Foi para casa e iniciou a preparação de um desafio: o desafio da primeira aula. Um desafio que o fez pensar e refletir: "se eu entrar na sala e conseguir falar, tá ótimo". É o pavor da véspera de assumir os primeiros momentos da docência. É também a lembrança de um momento de nervosismo, de tensão, de medo: "ai entrei na sala de aula e fui dar aula né, e... mas (...) pra minha grata surpresa, eu comecei a falar, fiquei nervoso, a perna tremeu um pouco, mas daqui a pouco passou. Aí, era um conteúdo lá, comecei o conteúdo, pá, pá, conteúdo vai, vai, perguntava para um, para o outro e tal: 'Vocês tão me entendendo o que eu to falando?'. 'Não, tá, tá bom, pode ir tocando'. Aí fui, dei aula, aí no final da aula um aluno disse assim: 'Ah graças a Deus uma aula, que aula boa, eu tava esperando isso faz tempo!'".

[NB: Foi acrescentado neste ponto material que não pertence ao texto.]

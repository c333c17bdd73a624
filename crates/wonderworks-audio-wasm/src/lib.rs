//! WebAssembly bindings for the Wonderworks site audio engine
//!
//! This crate runs [`wonderworks_audio::AudioEngine`] in the browser: a Web
//! Audio backend, `localStorage` settings, autoplay unlock on the first
//! gesture, an `IntersectionObserver` over the ambient sections and a 100 ms
//! update tick. Pages drive it through the [`WonderworksAudio`] handle.
//!
//! # Example Usage (JavaScript)
//!
//! ```javascript
//! import init, { WonderworksAudio } from './wonderworks_audio_wasm.js';
//!
//! await init();
//! const audio = new WonderworksAudio();
//!
//! audio.on('trackChange', (event) => {
//!     document.querySelector('#bgm-title').textContent = event.data.title;
//! });
//! document.querySelector('#bgm-play').onclick = () => audio.togglePlay();
//! document.querySelector('#bgm-next').onclick = () => audio.next();
//! document.querySelector('#music-volume').oninput = (e) =>
//!     audio.setVolume('music', Number(e.target.value));
//! ```

#![warn(missing_docs)]

mod backend;
mod dom;
mod logging;
mod outbox;
mod storage;

use std::cell::{Cell, RefCell};
use std::rc::Rc;

use js_sys::Function;
use serde::Serialize;
use tracing::level_filters::LevelFilter;
use tracing::{info, warn};
use wasm_bindgen::prelude::*;
use wasm_bindgen::JsCast;
use wonderworks_audio::{
    AudioEngine, AudioError, Channel, EngineConfig, EngineEvent, Gesture, OneShotOptions, VoiceId,
};

pub use backend::WebAudioBackend;
pub use logging::ConsoleLayer;
pub use storage::LocalStorageStore;

/// Install the panic hook and console logging
#[wasm_bindgen(start)]
pub fn start() {
    #[cfg(feature = "console_error_panic_hook")]
    console_error_panic_hook::set_once();

    let level = if cfg!(debug_assertions) {
        LevelFilter::DEBUG
    } else {
        LevelFilter::INFO
    };
    logging::init(level);
}

/// Readable text for a thrown JS value.
pub(crate) fn js_message(value: &JsValue) -> String {
    value
        .as_string()
        .or_else(|| {
            value
                .dyn_ref::<js_sys::Error>()
                .map(|e| String::from(e.message()))
        })
        .unwrap_or_else(|| format!("{value:?}"))
}

fn to_js_error(e: AudioError) -> JsValue {
    JsValue::from_str(&e.to_string())
}

fn to_js<T: Serialize + ?Sized>(value: &T) -> Result<JsValue, JsValue> {
    value
        .serialize(&serde_wasm_bindgen::Serializer::json_compatible())
        .map_err(Into::into)
}

/// Channel names come from page markup; an unknown one is a logged no-op.
fn parse_channel(name: &str) -> Option<Channel> {
    match name.parse::<Channel>() {
        Ok(channel) => Some(channel),
        Err(e) => {
            warn!(error = %e, "ignoring audio call");
            None
        }
    }
}

struct JsListener {
    id: u32,
    kind: String,
    callback: Function,
}

/// Engine plus the JS listeners; shared with the page callbacks.
pub(crate) struct Shared {
    engine: RefCell<AudioEngine<WebAudioBackend>>,
    outbox: outbox::Outbox,
    listeners: RefCell<Vec<JsListener>>,
    next_listener: Cell<u32>,
}

impl Shared {
    /// Run an engine operation, then hand queued events to JS listeners once
    /// the engine borrow is released, so listeners may call back in.
    pub(crate) fn with_engine<R>(&self, op: impl FnOnce(&mut AudioEngine<WebAudioBackend>) -> R) -> R {
        let result = {
            let mut engine = self.engine.borrow_mut();
            op(&mut engine)
        };
        self.deliver();
        result
    }

    fn deliver(&self) {
        self.outbox.drain(|event| self.notify(event));
    }

    fn notify(&self, event: &EngineEvent) {
        let payload = match to_js(event) {
            Ok(payload) => payload,
            Err(e) => {
                warn!(kind = event.kind(), error = %js_message(&e), "event not serializable");
                return;
            }
        };
        let listeners: Vec<(String, Function)> = self
            .listeners
            .borrow()
            .iter()
            .map(|l| (l.kind.clone(), l.callback.clone()))
            .collect();
        for (kind, callback) in &listeners {
            if kind != "*" && kind != event.kind() {
                continue;
            }
            if let Err(e) = callback.call1(&JsValue::NULL, &payload) {
                warn!(kind = event.kind(), error = %js_message(&e), "event listener threw");
            }
        }
    }
}

/// Site audio for JavaScript
///
/// One per page. Construction creates the `AudioContext` (suspended until the
/// first gesture), restores settings from `localStorage`, starts decoding every
/// asset and wires the page hooks.
#[wasm_bindgen]
pub struct WonderworksAudio {
    shared: Rc<Shared>,
    _page: dom::PageBindings,
}

impl WonderworksAudio {
    fn with_engine<R>(&self, op: impl FnOnce(&mut AudioEngine<WebAudioBackend>) -> R) -> R {
        self.shared.with_engine(op)
    }
}

#[wasm_bindgen]
impl WonderworksAudio {
    /// Create the engine
    ///
    /// # Arguments
    ///
    /// * `config` - optional engine configuration (camelCase keys, any subset);
    ///   omitted fields keep the site defaults
    #[wasm_bindgen(constructor)]
    pub fn new(config: JsValue) -> Result<WonderworksAudio, JsValue> {
        let config: EngineConfig = if config.is_undefined() || config.is_null() {
            EngineConfig::default()
        } else {
            serde_wasm_bindgen::from_value(config)?
        };

        let backend = WebAudioBackend::new().map_err(to_js_error)?;
        let store = LocalStorageStore::new();
        let mut engine =
            AudioEngine::new(backend, Box::new(store), config).map_err(to_js_error)?;

        let outbox = outbox::Outbox::new();
        let sink = outbox.sink();
        engine.subscribe(move |event| sink.borrow_mut().push(event.clone()));
        engine.init();

        let shared = Rc::new(Shared {
            engine: RefCell::new(engine),
            outbox,
            listeners: RefCell::new(Vec::new()),
            next_listener: Cell::new(0),
        });
        let page = dom::PageBindings::attach(&shared)?;
        info!("site audio ready");

        Ok(WonderworksAudio {
            shared,
            _page: page,
        })
    }

    // ---- events ----

    /// Register a listener for an event kind (`trackChange`,
    /// `playStateChange`, `ambientStateChange`, `volumeChange`, `muteChange`,
    /// `unlock`, or `*` for all). Returns an id for `off`.
    pub fn on(&self, kind: String, callback: Function) -> u32 {
        let id = self.shared.next_listener.get() + 1;
        self.shared.next_listener.set(id);
        self.shared
            .listeners
            .borrow_mut()
            .push(JsListener { id, kind, callback });
        id
    }

    /// Remove a listener. Returns `false` for unknown ids.
    pub fn off(&self, id: u32) -> bool {
        let mut listeners = self.shared.listeners.borrow_mut();
        let before = listeners.len();
        listeners.retain(|l| l.id != id);
        listeners.len() != before
    }

    /// Snapshot of the whole engine state
    #[wasm_bindgen(js_name = getState)]
    pub fn get_state(&self) -> Result<JsValue, JsValue> {
        let state = self.shared.engine.borrow().state();
        to_js(&state)
    }

    /// Selected track details, or `null` with an empty playlist
    #[wasm_bindgen(js_name = currentTrack)]
    pub fn current_track(&self) -> Result<JsValue, JsValue> {
        let track = self.shared.engine.borrow().current_track();
        to_js(&track)
    }

    /// Unlock audio from a custom gesture handler. Returns `true` if this call
    /// unlocked audio.
    pub fn unlock(&self) -> bool {
        self.with_engine(|engine| engine.unlock(Gesture::Click))
    }

    /// True once audio is allowed
    #[wasm_bindgen(js_name = isUnlocked)]
    pub fn is_unlocked(&self) -> bool {
        self.shared.engine.borrow().is_unlocked()
    }

    // ---- music ----

    /// Play the selected track
    pub fn play(&self) {
        self.with_engine(|engine| engine.play());
    }

    /// Pause, keeping the position
    pub fn pause(&self) {
        self.with_engine(|engine| engine.pause());
    }

    /// Play or pause; returns the new intent
    #[wasm_bindgen(js_name = togglePlay)]
    pub fn toggle_play(&self) -> bool {
        self.with_engine(|engine| engine.toggle_play())
    }

    /// Pause and rewind
    pub fn stop(&self) {
        self.with_engine(|engine| engine.stop());
    }

    /// Next track
    pub fn next(&self) {
        self.with_engine(|engine| engine.next());
    }

    /// Previous track, or restart the current one
    pub fn prev(&self) {
        self.with_engine(|engine| engine.prev());
    }

    /// Select a track by index (wrapped into range) and pause there
    pub fn load(&self, index: i32) {
        self.with_engine(|engine| engine.load(i64::from(index)));
    }

    /// Jump within the selected track
    pub fn seek(&self, seconds: f64) {
        self.with_engine(|engine| engine.seek(seconds));
    }

    /// Set shuffle mode
    #[wasm_bindgen(js_name = setShuffle)]
    pub fn set_shuffle(&self, on: bool) {
        self.with_engine(|engine| engine.set_shuffle(on));
    }

    /// Flip shuffle mode
    #[wasm_bindgen(js_name = toggleShuffle)]
    pub fn toggle_shuffle(&self) -> bool {
        self.with_engine(|engine| engine.toggle_shuffle())
    }

    /// Set repeat mode
    #[wasm_bindgen(js_name = setRepeat)]
    pub fn set_repeat(&self, on: bool) {
        self.with_engine(|engine| engine.set_repeat(on));
    }

    /// Flip repeat mode
    #[wasm_bindgen(js_name = toggleRepeat)]
    pub fn toggle_repeat(&self) -> bool {
        self.with_engine(|engine| engine.toggle_repeat())
    }

    // ---- ambient ----

    /// Request the ambient loop
    #[wasm_bindgen(js_name = playAmbient)]
    pub fn play_ambient(&self) {
        self.with_engine(|engine| engine.play_ambient());
    }

    /// Pause the ambient loop
    #[wasm_bindgen(js_name = pauseAmbient)]
    pub fn pause_ambient(&self) {
        self.with_engine(|engine| engine.pause_ambient());
    }

    /// Ambient master switch
    #[wasm_bindgen(js_name = setAmbientEnabled)]
    pub fn set_ambient_enabled(&self, enabled: bool) {
        self.with_engine(|engine| engine.set_ambient_enabled(enabled));
    }

    /// Flip the ambient master switch
    #[wasm_bindgen(js_name = toggleAmbient)]
    pub fn toggle_ambient(&self) -> bool {
        self.with_engine(|engine| engine.toggle_ambient())
    }

    /// Report a section's visibility by hand (pages without observers)
    #[wasm_bindgen(js_name = reportVisibility)]
    pub fn report_visibility(&self, section: &str, visible: bool) {
        self.with_engine(|engine| engine.report_visibility(section, visible));
    }

    // ---- sound effects ----

    /// Play a named effect; `volume` overrides its default gain. Returns
    /// `false` if the effect was dropped.
    #[wasm_bindgen(js_name = playOneShot)]
    pub fn play_one_shot(&self, name: &str, volume: Option<f32>) -> bool {
        let options = OneShotOptions {
            volume,
            ..OneShotOptions::default()
        };
        self.with_engine(|engine| engine.play_one_shot_with(name, options))
            .is_some()
    }

    /// Play a named effect that `releaseHeld` fades out (hover sounds).
    /// Returns a voice id, or `undefined` if dropped.
    #[wasm_bindgen(js_name = holdOneShot)]
    pub fn hold_one_shot(&self, name: &str) -> Option<f64> {
        self.with_engine(|engine| engine.hold_one_shot(name))
            .map(|voice| voice.0 as f64)
    }

    /// Fade out a held effect
    #[wasm_bindgen(js_name = releaseHeld)]
    pub fn release_held(&self, voice: f64) -> bool {
        if !voice.is_finite() || voice < 0.0 {
            return false;
        }
        self.with_engine(|engine| engine.release_held(VoiceId(voice as u64)))
    }

    // ---- mixer ----

    /// Set a channel's volume (`music`, `ambient` or `sfx`; clamped to 0..1)
    #[wasm_bindgen(js_name = setVolume)]
    pub fn set_volume(&self, channel: &str, volume: f32) {
        if let Some(channel) = parse_channel(channel) {
            self.with_engine(|engine| engine.set_volume(channel, volume));
        }
    }

    /// A channel's volume, or `undefined` for an unknown channel
    #[wasm_bindgen(js_name = getVolume)]
    pub fn volume(&self, channel: &str) -> Option<f32> {
        let channel = parse_channel(channel)?;
        Some(self.shared.engine.borrow().volume(channel))
    }

    /// Step a channel's volume; returns the new value
    #[wasm_bindgen(js_name = nudgeVolume)]
    pub fn nudge_volume(&self, channel: &str, delta: f32) -> Option<f32> {
        let channel = parse_channel(channel)?;
        Some(self.with_engine(|engine| engine.nudge_volume(channel, delta)))
    }

    /// Ramp a channel to a new volume
    #[wasm_bindgen(js_name = fadeTo)]
    pub fn fade_to(&self, channel: &str, volume: f32, duration_ms: u32) {
        if let Some(channel) = parse_channel(channel) {
            self.with_engine(|engine| engine.fade_to(channel, volume, duration_ms));
        }
    }

    /// Mute or unmute a channel
    #[wasm_bindgen(js_name = setMuted)]
    pub fn set_muted(&self, channel: &str, muted: bool) {
        if let Some(channel) = parse_channel(channel) {
            self.with_engine(|engine| engine.set_muted(channel, muted));
        }
    }

    /// A channel's mute flag (`false` for an unknown channel)
    #[wasm_bindgen(js_name = isMuted)]
    pub fn is_muted(&self, channel: &str) -> bool {
        parse_channel(channel).is_some_and(|ch| self.shared.engine.borrow().is_muted(ch))
    }

    /// Flip a channel's mute flag; returns the new flag
    #[wasm_bindgen(js_name = toggleMuted)]
    pub fn toggle_muted(&self, channel: &str) -> Option<bool> {
        let channel = parse_channel(channel)?;
        Some(self.with_engine(|engine| engine.toggle_muted(channel)))
    }
}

É a lembrança de um tempo de passagem: do tremer da perna transfigurado no primeiro passo da afirmação da docência. Uma afirmação que pode ser expressa pela seguinte reflexão: "Logo no início da docência, numa determinada aula, contei uma piada e fiquei espantado com o que observei: uma parte da turma riu, uma parte não entendeu e outra parte ficou brava. Pensei: o que é isso? Que universo é esse onde estou? Naquele momento tive uma noção da heterogeneidade da sala de aula e das diferentes reações que podem surgir, das diferentes formas de pensar e aprender."

E conclui dizendo: "As diferentes situações que vivenciei em sala de aula me deram a oportunidade de melhorar como pessoa, como ser humano."